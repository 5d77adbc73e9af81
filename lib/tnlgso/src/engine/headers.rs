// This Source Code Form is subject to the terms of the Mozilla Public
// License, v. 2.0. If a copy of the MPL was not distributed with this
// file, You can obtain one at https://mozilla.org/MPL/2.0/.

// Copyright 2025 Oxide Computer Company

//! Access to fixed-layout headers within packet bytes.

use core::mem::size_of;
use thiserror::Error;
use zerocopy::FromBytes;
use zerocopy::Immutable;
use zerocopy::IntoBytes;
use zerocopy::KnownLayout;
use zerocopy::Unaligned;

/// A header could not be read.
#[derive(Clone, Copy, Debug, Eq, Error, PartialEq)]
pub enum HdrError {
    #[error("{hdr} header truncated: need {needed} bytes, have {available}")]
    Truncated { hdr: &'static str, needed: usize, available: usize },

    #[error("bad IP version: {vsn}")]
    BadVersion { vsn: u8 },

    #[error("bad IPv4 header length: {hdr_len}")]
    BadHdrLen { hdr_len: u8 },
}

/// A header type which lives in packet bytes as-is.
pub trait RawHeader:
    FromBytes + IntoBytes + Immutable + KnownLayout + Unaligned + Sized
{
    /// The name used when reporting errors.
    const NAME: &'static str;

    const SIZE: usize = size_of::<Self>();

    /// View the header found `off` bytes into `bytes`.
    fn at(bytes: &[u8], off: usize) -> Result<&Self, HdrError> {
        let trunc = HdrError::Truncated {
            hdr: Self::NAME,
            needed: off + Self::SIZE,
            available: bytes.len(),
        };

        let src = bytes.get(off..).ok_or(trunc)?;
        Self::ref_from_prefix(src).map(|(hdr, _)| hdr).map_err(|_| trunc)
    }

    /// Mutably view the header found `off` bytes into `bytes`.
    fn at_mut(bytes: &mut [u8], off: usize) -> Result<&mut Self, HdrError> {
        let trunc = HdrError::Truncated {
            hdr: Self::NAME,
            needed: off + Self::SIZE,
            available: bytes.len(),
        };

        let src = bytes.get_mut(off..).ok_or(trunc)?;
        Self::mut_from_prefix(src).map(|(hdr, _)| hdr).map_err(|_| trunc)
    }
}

# # # #

• _Prompt_: Lines after the one containing "pub enum HdrError" are left out; every line from the start of the entries through that line is restated word for word.

• _Problem solution_:
repository 5d77adbc73e9af81
filename lib/tnlgso/src/engine/headers.rs
// This Source Code Form is subject to the terms of the Mozilla Public
// License, v. 2.0. If a copy of the MPL was not distributed with this
// file, You can obtain one at https://mozilla.org/MPL/2.0/.

// Copyright 2025 Oxide Computer Company

//! Access to fixed-layout headers within packet bytes.

use core::mem::size_of;
use thiserror::Error;
use zerocopy::FromBytes;
use zerocopy::Immutable;
use zerocopy::IntoBytes;
use zerocopy::KnownLayout;
use zerocopy::Unaligned;

/// A header could not be read.
#[derive(Clone, Copy, Debug, Eq, Error, PartialEq)]
pub enum HdrError {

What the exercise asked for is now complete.